1. L’éclatement généralisé du Code du travail
C’est
le cœur de la réforme voulue par le nouveau président de la République
élu dimanche : « Donner plus de place à l’accord majoritaire
d’entreprise ou de branche. » En clair, Emmanuel Macron veut pousser au
bout la logique qui a guidé la loi travail, qui est celle de généraliser
la dérogation à la loi et aux normes nationales, jusqu’à inverser
complètement la « hiérarchie des normes » sociales, au détriment du
« principe de faveur » qui voulait que des accords conclus à un niveau
inférieur ne pouvaient qu’améliorer les protections accordées au niveau
supérieur. « La possibilité de détruire un avantage social n’est pas une
invention de la loi travail, rappelle à ce sujet Emmanuel Dockès,
professeur à l’université Paris Ouest-Nanterre. Mais celle-ci l’a
systématisée et généralisée » dans le domaine du temps de travail.

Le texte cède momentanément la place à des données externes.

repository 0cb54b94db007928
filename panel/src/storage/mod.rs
//! Data directory layout and settings

pub mod layout;
pub mod settings;
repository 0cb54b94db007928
//! Application configuration options

use std::time::Duration;

use crate::deploy::orchestrator::OrchestratorOptions;
use crate::models::project::Project;
use crate::models::user::User;
use crate::storage::layout::StorageLayout;

/// Main application options
#[derive(Debug, Clone, Default)]
pub struct AppOptions {
    /// Lifecycle configuration
    pub lifecycle: LifecycleOptions,

    /// Storage configuration
    pub storage: StorageOptions,

    /// Server configuration
    pub server: ServerOptions,

    /// Deployment pipeline options
    pub orchestrator: OrchestratorOptions,

    /// Projects registered at startup
    pub projects: Vec<Project>,

    /// Users registered at startup
    pub users: Vec<User>,
}

/// Lifecycle options for the panel
#[derive(Debug, Clone)]
pub struct LifecycleOptions {
    /// Maximum delay for graceful shutdown, including running deployments
    pub max_shutdown_delay: Duration,
}

impl Default for LifecycleOptions {
    fn default() -> Self {
        Self {
            max_shutdown_delay: Duration::from_secs(600),
        }
    }
}

/// Storage configuration options
#[derive(Debug, Clone)]
pub struct StorageOptions {
    /// Storage layout paths
    pub layout: StorageLayout,

    /// Keep a JSON snapshot of the store in the data directory
    pub persist_state: bool,
}

impl Default for StorageOptions {
    fn default() -> Self {
        Self {
            layout: StorageLayout::default(),
            persist_state: true,
        }
    }
}

/// Local HTTP server options
#[derive(Debug, Clone)]
pub struct ServerOptions {
    /// Host to bind to
    pub host: String,

    /// Port to listen on
    pub port: u16,
}

impl Default for ServerOptions {
    fn default() -> Self {
        Self {
            host: "127.0.0.1".to_string(),
            port: 3100,
        }
    }
}
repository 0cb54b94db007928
//! Data models

pub mod activity;
pub mod deployment;
pub mod project;
pub mod user;
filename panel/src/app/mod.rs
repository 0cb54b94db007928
//! Application wiring and lifecycle

pub mod options;
pub mod run;
pub mod state;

Emmanuel Macron propose de l’étendre à toute l’organisation du travail.
C’est ainsi que « les horaires effectifs », qu’Emmanuel Macron distingue
de la durée légale du travail, mais aussi « les conditions de travail
et les salaires » seront « négociés au plus près du terrain », de
préférence au niveau de l’entreprise ou, « à défaut », de la branche. De
quoi donner corps à la crainte exprimée par la CGT d’un Code du travail
par entreprise. « L’idée d’une règle commune n’a pas les faveurs
d’Emmanuel Macron, constate Emmanuel Dockès. Il y a effectivement un
risque de disparition progressive de la règle commune. »
Le
nouveau président de la République entend mener cette réforme au nom de
l’emploi, en visant l’objectif d’un taux de chômage « ramené à 7 % en
2022 ». Pour Emmanuel Dockès, la « croyance » en un lien entre le
chômage et le niveau de protection des salariés relève pourtant de
l’« idéologie ». « L’idée selon laquelle l’accroissement de la
flexibilité, c’est-à-dire l’accroissement du pouvoir des employeurs, est
la source d’une meilleure compétitivité et de création d’emploi est
très ancienne. Elle n’a été démontrée à aucun moment, explique le
chercheur. Au contraire, des études de l’OCDE démontrent qu’il n’y a pas
de corrélation entre le taux de chômage et le taux de protection. » Le
professeur de droit du travail y voit un « vice de raisonnement, qui
consiste à faire confiance aux grands entrepreneurs pour dire ce qui est
bon pour l’emploi. Mais ce qui est bon pour le grand patronat n’est pas
forcément bon pour la société entière ».
2. Les chômeurs sanctionnés pour les rendre flexibles
Non
content de promettre la nationalisation de l’assurance-chômage pour
mieux la transformer en « assurance universelle », Emmanuel Macron
envisage de se lancer dans la chasse aux demandeurs d’emploi. Dans le
pacte qu’il propose, si une personne refuse deux emplois dits décents ou
ne peut justifier d’une « intensité » de recherche d’emploi suffisante,
le versement des allocations sera bloqué. En parallèle de ce
durcissement des règles, le nouveau président met en avant
l’élargissement de l’assurance-chômage aux professions libérales et aux
démissionnaires. Il évoque aussi l’orientation des chômeurs vers des
formations « vraiment qualifiantes », laissant présager une prise en
compte des desiderata patronaux avant les besoins des précaires.
En
réalité, l’ex-ministre de l’Économie se contente de recycler de
vieilles recettes, suivant la voie d’un Nicolas Sarkozy qui avait
instauré la loi sur l’offre raisonnable d’emploi (ORE) en 2008. Au-delà
de deux postes non acceptés, le chômeur est bouté hors des listes de
Pôle emploi pour deux mois. Dans les faits, ce dispositif, censé faire
chuter artificiellement les statistiques, s’est révélé très peu
applicable, l’ex-locataire de l’Élysée ayant sabré des milliers de
postes dans les effectifs de l’ex-ANPE.
Le scénario est un peu différent
avec François Hollande. Accentuant la stigmatisation et le flicage, le
président de la République sortant s’était montré favorable à la
création d’une brigade de 200 conseillers Pôle emploi dédiés au contrôle
renforcé des chômeurs. Un dispositif de harcèlement qui n’a pas
contribué à abaisser les chiffres du chômage. Pour remettre au travail
les 5,5 millions de chômeurs et précaires (dont 3,5 millions sans aucune
activité), Emmanuel Macron s’entête dans la même logique répressive et
inefficace que ses prédécesseurs. Sans mentionner le problème numéro
un : l’absence d’offres d’emploi suffisantes par rapport à la demande.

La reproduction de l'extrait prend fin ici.